═══ Materials provided

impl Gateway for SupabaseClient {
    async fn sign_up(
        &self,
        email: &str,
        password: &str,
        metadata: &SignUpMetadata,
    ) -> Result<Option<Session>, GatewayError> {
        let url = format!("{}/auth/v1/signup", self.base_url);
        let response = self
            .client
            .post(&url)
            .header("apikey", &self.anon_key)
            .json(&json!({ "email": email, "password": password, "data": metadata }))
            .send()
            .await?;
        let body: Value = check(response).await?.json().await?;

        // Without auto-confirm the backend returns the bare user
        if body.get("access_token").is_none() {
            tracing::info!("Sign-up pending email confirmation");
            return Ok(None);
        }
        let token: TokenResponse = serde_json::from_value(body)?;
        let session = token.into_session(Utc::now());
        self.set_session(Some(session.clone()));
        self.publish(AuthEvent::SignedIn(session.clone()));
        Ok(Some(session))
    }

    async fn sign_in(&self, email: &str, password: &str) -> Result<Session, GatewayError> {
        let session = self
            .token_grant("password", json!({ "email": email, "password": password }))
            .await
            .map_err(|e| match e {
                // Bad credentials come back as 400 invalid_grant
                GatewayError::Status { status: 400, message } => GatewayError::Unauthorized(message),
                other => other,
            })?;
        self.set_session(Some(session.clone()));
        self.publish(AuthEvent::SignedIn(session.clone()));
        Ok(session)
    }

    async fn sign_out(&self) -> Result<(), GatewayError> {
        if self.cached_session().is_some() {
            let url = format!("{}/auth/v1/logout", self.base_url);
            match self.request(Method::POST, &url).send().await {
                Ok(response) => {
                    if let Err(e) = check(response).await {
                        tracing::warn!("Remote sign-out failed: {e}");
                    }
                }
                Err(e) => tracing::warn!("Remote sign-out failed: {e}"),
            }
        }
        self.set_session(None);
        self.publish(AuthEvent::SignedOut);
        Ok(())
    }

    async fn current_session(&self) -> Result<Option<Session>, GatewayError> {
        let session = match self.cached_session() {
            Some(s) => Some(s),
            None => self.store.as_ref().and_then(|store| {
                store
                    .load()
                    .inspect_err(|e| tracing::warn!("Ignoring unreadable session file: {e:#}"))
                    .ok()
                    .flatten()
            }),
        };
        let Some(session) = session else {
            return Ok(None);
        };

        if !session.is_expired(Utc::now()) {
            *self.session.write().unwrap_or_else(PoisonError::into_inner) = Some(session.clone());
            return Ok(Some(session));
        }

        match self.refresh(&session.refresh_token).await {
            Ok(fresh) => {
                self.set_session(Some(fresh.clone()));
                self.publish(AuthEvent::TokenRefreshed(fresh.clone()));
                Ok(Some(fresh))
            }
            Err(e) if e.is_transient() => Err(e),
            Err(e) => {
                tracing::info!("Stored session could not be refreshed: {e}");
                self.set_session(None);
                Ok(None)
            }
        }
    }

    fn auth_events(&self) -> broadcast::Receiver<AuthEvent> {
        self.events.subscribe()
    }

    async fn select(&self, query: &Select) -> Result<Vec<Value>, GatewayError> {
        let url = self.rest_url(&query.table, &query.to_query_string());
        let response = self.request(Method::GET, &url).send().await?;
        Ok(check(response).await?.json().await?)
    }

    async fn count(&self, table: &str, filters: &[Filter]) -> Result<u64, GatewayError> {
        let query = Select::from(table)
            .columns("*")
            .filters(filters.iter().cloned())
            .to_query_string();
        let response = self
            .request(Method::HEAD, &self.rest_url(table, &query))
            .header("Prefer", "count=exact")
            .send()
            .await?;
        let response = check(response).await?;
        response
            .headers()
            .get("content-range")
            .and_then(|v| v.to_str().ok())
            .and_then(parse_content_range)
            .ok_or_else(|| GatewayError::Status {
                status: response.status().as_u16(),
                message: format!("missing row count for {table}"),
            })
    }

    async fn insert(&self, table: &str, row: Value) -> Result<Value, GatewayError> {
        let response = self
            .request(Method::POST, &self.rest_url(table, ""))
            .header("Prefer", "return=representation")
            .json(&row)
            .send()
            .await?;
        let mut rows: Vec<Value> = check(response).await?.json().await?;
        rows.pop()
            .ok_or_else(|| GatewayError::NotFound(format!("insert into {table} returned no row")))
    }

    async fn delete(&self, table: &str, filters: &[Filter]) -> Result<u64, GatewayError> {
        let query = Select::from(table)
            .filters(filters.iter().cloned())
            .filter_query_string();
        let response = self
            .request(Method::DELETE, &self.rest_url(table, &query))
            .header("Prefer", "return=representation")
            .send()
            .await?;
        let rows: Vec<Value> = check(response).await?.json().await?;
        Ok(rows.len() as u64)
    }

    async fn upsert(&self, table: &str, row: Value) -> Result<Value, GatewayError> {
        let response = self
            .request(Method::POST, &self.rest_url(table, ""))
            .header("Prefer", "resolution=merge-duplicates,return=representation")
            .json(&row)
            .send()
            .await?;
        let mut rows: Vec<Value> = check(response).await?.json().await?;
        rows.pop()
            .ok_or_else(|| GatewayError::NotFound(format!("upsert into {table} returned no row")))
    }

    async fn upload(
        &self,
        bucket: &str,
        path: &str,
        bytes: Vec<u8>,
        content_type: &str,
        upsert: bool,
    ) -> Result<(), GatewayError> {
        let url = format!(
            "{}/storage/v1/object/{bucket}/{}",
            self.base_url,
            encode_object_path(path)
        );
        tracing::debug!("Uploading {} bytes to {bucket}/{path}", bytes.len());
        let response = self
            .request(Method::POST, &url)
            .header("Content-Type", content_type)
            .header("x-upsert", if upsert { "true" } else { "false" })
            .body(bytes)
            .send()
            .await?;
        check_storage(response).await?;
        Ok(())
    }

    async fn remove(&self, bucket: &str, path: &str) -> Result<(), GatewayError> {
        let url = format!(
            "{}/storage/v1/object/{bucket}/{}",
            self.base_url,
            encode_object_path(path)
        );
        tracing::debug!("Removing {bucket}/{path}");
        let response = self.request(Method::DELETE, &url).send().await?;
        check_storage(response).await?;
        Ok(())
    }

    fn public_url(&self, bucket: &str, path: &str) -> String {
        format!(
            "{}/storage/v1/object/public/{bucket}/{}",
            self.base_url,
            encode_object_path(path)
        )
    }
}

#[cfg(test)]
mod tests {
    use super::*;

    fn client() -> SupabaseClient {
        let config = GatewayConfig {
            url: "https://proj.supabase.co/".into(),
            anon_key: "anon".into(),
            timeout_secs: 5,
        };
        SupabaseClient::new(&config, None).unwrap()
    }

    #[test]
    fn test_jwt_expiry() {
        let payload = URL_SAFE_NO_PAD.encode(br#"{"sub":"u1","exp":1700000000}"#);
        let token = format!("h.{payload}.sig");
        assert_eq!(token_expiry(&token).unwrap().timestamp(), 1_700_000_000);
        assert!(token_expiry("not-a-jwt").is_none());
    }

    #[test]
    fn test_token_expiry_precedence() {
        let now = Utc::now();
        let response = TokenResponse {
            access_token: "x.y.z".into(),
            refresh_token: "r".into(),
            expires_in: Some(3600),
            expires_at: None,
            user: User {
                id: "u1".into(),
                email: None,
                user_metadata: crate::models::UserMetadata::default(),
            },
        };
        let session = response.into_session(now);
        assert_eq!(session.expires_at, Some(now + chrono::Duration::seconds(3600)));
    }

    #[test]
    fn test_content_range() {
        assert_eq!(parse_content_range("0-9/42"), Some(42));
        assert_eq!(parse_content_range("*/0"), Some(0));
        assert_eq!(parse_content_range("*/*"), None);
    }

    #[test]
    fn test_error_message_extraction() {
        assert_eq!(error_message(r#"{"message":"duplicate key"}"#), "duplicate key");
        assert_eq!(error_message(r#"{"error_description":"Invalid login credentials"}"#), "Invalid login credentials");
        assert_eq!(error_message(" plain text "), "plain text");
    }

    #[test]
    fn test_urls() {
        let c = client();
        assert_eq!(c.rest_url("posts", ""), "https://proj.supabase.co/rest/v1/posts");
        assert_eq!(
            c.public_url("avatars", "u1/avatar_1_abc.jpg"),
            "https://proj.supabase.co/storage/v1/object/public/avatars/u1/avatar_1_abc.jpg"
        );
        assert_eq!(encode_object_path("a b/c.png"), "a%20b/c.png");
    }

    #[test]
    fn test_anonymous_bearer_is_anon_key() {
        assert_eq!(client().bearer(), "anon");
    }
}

══════

**Task to complete:** Copy every line of the data that holds the string "payload".

**Written solution:**
        let payload = URL_SAFE_NO_PAD.encode(br#"{"sub":"u1","exp":1700000000}"#);
        let token = format!("h.{payload}.sig");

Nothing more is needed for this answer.